[DESCRIPTION OF THE TASK] Show all lines from the data that include the word "PgPoolOptions".

══ INFORMATION PROVIDED ══

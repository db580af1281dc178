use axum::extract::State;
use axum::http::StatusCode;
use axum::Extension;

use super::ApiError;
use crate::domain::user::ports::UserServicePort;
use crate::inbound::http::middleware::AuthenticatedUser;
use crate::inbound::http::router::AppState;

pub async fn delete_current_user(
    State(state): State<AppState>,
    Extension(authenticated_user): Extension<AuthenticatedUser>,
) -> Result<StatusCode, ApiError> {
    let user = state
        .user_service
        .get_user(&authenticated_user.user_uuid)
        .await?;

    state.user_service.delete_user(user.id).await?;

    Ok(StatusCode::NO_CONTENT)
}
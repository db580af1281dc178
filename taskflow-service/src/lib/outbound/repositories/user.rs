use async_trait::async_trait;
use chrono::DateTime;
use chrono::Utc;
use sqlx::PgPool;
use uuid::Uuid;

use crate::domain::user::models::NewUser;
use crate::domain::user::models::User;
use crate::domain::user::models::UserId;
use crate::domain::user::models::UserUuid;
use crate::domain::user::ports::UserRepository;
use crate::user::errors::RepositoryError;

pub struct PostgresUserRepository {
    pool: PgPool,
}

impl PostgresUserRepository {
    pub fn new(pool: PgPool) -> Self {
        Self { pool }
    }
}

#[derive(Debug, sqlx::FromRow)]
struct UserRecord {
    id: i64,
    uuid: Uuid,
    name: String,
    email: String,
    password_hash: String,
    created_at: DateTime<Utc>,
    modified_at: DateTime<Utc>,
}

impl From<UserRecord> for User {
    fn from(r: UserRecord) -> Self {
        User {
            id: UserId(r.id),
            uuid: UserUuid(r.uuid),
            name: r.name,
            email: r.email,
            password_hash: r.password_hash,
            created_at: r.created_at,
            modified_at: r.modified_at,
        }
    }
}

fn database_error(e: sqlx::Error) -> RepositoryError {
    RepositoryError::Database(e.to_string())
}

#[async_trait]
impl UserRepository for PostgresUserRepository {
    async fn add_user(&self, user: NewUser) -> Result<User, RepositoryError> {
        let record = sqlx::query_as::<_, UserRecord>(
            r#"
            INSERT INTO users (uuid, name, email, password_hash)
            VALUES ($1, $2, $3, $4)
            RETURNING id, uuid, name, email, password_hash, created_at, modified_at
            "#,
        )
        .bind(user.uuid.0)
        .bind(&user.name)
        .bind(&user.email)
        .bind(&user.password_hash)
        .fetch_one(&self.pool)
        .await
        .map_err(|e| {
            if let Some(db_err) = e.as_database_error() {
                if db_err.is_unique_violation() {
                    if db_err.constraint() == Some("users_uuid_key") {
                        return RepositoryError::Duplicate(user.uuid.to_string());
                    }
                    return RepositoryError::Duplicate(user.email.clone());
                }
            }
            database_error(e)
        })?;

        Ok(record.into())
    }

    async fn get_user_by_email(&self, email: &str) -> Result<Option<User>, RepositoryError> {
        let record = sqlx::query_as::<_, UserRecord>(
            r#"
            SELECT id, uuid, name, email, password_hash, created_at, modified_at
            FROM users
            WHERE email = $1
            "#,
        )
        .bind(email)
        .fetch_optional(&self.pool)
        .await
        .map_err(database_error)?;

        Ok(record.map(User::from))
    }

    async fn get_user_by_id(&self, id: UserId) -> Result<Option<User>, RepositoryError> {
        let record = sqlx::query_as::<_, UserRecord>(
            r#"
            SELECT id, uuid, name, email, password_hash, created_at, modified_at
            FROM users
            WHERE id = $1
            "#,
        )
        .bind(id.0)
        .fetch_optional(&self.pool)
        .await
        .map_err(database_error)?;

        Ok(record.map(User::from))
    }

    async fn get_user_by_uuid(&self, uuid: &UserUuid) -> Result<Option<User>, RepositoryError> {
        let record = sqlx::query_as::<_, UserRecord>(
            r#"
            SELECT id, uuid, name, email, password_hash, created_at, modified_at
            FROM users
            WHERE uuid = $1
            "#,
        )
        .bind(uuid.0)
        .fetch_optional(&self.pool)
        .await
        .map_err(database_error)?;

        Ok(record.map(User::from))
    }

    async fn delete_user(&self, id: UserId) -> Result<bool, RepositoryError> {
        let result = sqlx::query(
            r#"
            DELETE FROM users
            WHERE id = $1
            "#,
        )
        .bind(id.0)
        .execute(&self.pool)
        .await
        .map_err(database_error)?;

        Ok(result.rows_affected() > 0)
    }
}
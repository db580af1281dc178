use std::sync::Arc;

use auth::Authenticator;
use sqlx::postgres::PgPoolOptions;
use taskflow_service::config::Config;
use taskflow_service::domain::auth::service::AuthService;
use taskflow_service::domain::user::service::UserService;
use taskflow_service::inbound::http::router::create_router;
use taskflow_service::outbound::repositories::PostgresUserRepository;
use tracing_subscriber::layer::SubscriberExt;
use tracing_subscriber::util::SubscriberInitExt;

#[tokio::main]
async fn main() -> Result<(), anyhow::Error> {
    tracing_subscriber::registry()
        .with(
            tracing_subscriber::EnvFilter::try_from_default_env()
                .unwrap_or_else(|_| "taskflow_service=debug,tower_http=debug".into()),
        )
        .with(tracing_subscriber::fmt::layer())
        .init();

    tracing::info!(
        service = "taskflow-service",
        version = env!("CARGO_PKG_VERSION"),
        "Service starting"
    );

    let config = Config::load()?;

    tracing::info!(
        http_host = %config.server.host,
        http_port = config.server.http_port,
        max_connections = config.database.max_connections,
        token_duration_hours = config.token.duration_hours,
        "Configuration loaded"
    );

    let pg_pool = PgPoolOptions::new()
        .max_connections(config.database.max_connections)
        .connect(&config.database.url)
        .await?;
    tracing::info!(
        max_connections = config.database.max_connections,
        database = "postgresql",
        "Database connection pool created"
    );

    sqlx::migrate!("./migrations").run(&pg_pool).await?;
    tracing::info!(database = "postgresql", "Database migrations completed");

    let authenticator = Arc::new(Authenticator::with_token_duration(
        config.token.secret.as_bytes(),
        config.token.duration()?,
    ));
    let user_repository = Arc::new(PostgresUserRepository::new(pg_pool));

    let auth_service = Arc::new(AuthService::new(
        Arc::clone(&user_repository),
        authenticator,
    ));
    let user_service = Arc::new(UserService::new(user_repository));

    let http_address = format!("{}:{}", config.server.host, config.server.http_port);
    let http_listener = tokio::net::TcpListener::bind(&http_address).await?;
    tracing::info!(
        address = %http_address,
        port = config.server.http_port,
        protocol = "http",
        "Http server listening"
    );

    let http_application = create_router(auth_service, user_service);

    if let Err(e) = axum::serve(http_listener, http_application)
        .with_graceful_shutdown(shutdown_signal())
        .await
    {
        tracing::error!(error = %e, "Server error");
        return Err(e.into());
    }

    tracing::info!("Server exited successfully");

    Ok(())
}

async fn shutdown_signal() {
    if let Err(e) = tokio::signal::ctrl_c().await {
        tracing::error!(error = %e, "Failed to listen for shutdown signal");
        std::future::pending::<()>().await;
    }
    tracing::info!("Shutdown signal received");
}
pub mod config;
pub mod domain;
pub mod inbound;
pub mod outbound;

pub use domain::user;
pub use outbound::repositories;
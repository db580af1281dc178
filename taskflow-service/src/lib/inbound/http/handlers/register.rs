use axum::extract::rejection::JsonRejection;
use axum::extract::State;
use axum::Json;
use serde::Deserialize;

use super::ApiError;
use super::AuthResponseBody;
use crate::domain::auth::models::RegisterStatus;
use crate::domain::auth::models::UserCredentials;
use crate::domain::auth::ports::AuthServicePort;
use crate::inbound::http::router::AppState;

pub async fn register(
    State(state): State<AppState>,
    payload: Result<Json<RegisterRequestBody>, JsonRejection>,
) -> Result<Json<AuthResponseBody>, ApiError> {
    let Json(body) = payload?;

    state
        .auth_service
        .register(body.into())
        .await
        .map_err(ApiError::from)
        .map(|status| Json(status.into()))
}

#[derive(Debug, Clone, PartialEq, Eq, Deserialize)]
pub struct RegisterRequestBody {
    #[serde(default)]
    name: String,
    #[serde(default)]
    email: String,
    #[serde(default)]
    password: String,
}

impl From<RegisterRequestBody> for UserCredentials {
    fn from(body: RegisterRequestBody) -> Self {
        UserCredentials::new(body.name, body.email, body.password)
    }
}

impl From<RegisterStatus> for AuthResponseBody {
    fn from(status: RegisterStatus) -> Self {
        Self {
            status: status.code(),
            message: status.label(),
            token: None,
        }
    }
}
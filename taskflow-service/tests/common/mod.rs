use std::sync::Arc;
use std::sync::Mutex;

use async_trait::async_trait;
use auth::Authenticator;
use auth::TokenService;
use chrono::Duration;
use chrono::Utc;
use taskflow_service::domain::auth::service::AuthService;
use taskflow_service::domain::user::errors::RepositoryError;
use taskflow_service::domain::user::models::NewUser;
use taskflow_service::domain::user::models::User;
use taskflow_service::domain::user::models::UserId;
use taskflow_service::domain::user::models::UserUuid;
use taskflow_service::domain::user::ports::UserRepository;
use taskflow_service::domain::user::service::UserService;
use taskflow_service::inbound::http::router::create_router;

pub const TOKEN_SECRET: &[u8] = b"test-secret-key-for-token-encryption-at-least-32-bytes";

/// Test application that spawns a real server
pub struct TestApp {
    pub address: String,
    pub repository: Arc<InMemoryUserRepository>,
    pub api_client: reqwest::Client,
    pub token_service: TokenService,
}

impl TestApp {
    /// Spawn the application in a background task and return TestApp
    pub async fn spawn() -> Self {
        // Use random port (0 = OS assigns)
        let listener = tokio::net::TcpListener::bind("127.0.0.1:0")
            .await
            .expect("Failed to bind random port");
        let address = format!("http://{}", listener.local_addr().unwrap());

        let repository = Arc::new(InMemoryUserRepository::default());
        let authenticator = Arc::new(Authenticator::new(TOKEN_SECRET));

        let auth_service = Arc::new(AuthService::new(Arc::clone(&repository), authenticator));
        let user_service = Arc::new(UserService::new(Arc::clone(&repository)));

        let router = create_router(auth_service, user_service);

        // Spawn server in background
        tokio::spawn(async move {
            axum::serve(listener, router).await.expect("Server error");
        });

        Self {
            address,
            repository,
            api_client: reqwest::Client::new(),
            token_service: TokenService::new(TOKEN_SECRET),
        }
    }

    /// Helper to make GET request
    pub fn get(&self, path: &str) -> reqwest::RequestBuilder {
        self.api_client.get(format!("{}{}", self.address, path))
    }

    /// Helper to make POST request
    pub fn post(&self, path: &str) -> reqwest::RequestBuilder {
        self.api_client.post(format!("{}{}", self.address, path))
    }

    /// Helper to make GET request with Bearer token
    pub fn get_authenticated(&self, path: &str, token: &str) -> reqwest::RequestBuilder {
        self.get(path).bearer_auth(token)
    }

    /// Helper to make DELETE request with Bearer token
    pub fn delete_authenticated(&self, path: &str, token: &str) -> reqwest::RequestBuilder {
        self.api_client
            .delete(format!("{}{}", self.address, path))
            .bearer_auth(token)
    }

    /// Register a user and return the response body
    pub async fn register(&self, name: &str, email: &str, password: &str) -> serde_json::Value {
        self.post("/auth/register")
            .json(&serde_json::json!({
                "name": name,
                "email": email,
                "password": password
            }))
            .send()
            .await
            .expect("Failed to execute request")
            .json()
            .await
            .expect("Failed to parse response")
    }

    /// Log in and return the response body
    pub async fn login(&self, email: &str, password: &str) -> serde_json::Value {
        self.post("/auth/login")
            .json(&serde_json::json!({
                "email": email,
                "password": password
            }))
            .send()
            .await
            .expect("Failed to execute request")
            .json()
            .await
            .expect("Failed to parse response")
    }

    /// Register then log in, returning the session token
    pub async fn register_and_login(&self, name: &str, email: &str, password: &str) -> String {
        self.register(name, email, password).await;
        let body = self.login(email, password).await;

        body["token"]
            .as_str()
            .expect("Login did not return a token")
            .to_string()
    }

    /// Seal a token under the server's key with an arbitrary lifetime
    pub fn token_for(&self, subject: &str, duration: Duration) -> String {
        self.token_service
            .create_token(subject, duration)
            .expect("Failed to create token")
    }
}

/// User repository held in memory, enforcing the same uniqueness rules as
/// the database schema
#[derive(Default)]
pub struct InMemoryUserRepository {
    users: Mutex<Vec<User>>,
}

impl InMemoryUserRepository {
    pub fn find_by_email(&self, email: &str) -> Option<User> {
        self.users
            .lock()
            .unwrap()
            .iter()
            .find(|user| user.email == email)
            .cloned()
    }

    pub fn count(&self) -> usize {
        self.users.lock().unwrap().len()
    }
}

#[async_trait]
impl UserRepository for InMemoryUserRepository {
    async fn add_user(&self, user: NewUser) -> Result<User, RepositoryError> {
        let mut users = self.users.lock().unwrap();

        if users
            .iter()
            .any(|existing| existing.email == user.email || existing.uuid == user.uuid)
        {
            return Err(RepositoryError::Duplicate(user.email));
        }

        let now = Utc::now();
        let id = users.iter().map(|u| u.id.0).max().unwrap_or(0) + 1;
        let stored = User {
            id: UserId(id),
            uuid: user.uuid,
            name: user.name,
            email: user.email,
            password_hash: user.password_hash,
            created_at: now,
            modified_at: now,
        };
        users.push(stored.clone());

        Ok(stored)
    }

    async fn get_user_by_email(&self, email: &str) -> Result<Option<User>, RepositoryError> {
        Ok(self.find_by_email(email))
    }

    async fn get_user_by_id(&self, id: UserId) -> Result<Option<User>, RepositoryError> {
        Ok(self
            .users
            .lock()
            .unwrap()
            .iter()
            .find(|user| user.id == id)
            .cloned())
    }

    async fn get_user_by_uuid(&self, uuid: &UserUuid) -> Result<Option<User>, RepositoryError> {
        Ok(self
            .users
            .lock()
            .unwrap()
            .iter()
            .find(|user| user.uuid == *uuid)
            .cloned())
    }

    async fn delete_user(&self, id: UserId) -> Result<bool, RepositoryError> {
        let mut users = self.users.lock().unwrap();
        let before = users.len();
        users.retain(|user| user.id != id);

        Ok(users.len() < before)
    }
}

═══

[FINISHED EXERCISE]
use sqlx::postgres::PgPoolOptions;
    let pg_pool = PgPoolOptions::new()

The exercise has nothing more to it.